[Dataset entries]
• • • • • • •

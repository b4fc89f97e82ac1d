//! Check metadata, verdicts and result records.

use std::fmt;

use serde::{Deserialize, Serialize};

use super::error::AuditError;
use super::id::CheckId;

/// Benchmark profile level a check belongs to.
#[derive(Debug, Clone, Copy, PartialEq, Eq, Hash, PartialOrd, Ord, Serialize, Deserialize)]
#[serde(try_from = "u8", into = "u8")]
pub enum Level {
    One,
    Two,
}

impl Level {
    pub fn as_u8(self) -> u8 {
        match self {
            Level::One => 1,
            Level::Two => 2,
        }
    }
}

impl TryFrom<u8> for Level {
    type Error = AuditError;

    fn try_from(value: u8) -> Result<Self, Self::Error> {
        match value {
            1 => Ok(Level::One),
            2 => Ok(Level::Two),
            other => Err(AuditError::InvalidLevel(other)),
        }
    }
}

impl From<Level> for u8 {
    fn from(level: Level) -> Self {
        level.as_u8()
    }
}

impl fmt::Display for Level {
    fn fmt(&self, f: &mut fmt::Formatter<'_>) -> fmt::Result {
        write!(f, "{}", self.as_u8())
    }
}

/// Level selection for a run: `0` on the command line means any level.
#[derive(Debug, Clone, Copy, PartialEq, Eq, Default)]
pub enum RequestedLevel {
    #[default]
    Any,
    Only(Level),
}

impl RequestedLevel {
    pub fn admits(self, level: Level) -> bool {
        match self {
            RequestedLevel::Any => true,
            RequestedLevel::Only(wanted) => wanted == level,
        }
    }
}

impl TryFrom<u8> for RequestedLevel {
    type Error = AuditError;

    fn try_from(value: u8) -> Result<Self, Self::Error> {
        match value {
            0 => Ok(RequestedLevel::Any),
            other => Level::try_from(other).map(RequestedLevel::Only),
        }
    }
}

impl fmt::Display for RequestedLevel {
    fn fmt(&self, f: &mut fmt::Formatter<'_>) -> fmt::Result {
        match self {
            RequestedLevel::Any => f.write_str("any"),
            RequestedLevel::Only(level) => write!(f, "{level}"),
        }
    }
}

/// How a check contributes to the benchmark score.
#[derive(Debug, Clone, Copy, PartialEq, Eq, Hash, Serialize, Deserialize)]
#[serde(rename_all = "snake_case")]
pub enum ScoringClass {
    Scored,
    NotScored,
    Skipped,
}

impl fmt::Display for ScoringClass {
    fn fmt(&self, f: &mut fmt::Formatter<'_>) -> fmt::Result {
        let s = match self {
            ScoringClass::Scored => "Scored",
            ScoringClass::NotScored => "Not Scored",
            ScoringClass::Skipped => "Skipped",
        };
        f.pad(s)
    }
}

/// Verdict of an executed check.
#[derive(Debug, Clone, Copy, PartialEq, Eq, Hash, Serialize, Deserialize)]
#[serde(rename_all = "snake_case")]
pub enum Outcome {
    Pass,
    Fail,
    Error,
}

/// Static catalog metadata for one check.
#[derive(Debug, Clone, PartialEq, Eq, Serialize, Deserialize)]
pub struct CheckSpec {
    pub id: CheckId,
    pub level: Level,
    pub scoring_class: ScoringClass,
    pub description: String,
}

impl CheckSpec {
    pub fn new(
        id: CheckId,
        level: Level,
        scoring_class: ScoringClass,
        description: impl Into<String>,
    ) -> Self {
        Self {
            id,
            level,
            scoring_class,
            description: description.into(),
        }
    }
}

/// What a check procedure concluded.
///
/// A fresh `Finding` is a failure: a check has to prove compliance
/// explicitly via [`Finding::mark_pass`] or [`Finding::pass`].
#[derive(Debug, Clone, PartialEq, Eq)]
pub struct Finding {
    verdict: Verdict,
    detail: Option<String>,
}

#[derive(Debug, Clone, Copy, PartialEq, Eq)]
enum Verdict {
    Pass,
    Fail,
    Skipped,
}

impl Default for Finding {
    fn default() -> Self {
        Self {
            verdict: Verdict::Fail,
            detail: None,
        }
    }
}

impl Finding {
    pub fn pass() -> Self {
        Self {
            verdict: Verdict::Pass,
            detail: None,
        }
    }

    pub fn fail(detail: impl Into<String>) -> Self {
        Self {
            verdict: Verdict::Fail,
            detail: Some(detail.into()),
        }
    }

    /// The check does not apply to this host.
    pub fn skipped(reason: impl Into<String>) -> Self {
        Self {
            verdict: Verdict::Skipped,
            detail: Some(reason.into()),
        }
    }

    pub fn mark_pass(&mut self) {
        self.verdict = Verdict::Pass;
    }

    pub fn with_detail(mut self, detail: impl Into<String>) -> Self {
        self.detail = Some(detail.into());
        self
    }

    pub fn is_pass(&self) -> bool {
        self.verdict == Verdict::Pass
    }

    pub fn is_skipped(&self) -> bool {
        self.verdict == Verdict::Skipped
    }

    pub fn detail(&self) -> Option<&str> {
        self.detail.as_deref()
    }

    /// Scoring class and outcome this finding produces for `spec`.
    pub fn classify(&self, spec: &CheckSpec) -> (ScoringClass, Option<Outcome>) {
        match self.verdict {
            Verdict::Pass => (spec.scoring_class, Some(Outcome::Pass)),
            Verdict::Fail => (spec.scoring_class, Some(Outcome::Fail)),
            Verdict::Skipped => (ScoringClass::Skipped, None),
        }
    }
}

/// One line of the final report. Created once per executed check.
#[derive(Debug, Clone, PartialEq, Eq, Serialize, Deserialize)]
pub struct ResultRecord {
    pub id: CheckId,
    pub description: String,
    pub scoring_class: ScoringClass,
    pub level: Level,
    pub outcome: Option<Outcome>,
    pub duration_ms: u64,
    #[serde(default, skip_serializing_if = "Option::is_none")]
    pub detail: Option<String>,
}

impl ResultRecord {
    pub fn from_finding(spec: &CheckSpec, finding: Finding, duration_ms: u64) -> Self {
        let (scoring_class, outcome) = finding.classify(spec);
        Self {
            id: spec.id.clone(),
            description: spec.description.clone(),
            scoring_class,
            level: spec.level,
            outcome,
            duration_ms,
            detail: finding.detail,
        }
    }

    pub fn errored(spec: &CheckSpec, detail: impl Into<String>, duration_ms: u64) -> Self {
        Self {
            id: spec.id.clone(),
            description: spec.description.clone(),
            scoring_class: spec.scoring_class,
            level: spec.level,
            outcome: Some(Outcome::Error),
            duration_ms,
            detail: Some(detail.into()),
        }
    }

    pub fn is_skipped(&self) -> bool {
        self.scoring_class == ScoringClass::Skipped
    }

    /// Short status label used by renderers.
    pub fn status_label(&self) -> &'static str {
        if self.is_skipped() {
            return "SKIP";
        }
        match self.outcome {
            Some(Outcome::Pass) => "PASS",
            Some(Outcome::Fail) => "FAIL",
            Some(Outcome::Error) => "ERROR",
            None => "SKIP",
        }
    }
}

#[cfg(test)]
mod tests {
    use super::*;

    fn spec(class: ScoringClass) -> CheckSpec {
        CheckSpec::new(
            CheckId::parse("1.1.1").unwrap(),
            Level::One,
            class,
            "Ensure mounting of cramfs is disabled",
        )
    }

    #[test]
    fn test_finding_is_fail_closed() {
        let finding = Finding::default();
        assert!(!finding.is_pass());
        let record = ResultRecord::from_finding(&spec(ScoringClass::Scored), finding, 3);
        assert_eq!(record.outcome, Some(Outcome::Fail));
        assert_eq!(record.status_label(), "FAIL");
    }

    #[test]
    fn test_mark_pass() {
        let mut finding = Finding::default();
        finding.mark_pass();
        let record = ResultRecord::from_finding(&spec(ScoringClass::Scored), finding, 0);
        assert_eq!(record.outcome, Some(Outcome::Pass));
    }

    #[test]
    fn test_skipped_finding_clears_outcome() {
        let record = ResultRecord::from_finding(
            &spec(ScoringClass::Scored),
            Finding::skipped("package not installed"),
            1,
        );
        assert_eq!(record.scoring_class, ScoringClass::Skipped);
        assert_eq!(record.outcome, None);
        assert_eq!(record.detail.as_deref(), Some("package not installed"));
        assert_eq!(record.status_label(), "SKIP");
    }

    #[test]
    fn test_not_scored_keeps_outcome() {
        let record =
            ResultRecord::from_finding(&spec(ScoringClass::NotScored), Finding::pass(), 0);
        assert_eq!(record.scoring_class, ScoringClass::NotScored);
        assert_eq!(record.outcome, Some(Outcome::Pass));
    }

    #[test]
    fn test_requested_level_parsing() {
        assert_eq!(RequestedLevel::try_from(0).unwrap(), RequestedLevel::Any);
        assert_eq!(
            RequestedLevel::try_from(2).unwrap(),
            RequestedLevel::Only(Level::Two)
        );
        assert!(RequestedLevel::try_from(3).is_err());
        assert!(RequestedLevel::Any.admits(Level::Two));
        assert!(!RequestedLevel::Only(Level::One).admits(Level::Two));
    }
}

• • • • • • •

_Aim of the task_: Can you write out the lines above, from the first one through the one containing "check belongs to.", exactly as they appear and nothing more?

_Answer_:
repository b4fc89f97e82ac1d
//! Check metadata, verdicts and result records.

use std::fmt;

use serde::{Deserialize, Serialize};

use super::error::AuditError;
use super::id::CheckId;

/// Benchmark profile level a check belongs to.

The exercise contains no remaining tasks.